▶ Assignment
Look through the data below and extract, unchanged, the lines from the one that contains "to all responses." to the one that contains "pub async fn", both included.

--- Material for this task ---

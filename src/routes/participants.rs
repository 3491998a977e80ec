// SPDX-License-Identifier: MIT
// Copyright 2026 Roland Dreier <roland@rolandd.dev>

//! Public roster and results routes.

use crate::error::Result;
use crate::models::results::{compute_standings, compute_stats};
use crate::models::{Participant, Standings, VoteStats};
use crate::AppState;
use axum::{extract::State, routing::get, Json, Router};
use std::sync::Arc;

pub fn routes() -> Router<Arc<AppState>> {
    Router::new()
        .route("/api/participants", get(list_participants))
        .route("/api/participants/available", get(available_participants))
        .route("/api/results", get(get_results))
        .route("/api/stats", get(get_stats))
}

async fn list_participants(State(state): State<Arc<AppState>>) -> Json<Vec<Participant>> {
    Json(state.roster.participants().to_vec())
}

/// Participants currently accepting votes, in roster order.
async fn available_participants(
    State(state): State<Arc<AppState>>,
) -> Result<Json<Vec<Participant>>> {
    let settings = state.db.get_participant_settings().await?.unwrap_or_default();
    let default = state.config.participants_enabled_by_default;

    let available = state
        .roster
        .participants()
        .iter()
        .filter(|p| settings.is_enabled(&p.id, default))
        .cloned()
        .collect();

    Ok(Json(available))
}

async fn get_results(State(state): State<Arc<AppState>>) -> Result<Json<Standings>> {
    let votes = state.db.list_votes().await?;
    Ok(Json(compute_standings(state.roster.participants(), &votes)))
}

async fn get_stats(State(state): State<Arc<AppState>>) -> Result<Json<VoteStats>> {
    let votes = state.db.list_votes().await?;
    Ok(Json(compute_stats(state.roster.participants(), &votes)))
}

---
--- Material for this task ---

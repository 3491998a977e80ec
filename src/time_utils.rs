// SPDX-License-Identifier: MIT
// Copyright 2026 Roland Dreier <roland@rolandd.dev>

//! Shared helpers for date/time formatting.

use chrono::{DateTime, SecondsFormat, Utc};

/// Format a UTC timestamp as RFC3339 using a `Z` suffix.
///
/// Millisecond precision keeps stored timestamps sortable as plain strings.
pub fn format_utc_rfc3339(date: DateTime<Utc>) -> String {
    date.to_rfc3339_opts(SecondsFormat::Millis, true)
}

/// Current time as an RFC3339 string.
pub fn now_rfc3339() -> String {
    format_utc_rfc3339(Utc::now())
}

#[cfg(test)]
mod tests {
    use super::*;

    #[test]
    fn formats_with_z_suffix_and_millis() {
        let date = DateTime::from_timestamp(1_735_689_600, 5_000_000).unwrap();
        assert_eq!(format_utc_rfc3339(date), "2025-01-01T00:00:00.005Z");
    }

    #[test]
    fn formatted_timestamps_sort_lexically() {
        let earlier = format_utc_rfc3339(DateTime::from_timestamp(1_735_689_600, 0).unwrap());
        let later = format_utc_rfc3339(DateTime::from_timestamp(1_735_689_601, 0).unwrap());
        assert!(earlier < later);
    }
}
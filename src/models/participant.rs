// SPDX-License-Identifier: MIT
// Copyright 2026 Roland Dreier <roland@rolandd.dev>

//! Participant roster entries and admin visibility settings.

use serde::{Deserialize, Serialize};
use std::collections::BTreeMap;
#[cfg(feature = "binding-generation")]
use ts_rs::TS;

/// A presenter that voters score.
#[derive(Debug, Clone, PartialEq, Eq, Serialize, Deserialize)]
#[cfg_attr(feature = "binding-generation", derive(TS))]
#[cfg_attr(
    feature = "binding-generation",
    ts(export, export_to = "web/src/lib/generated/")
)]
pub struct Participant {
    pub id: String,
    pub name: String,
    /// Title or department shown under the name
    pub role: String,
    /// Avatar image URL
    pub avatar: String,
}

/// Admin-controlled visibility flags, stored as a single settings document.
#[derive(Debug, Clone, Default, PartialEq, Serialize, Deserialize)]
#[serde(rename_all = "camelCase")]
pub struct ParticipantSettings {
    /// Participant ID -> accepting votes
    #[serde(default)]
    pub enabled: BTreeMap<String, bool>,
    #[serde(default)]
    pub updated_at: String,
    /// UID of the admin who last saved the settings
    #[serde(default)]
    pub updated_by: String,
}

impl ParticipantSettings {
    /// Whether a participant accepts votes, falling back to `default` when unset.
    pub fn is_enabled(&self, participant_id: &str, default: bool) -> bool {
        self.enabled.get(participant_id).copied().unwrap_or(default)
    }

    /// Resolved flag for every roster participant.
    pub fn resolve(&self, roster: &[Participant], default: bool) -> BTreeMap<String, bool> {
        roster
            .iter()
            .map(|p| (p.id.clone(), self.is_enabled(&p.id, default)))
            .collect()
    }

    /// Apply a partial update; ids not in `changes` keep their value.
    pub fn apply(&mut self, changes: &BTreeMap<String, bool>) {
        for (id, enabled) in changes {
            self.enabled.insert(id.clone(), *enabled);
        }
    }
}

---
--- Material for this task ---

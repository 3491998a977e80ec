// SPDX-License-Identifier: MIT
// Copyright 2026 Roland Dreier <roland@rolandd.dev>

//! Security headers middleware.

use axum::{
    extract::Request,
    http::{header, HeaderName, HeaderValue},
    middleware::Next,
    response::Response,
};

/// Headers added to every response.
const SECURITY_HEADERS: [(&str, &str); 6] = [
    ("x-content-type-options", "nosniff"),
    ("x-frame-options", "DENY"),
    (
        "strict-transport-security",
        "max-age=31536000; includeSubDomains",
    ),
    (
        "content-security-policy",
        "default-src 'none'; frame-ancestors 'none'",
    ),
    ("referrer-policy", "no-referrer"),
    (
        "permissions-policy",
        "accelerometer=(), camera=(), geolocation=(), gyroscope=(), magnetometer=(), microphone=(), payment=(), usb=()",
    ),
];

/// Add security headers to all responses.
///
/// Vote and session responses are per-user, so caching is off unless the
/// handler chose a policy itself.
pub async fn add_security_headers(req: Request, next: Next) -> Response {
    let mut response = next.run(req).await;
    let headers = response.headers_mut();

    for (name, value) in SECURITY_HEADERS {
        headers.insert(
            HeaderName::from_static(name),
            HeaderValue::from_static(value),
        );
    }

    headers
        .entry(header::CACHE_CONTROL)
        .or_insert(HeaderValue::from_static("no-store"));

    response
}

---

▶ Response area
/// Add security headers to all responses.
///
/// Vote and session responses are per-user, so caching is off unless the
/// handler chose a policy itself.
pub async fn add_security_headers(req: Request, next: Next) -> Response {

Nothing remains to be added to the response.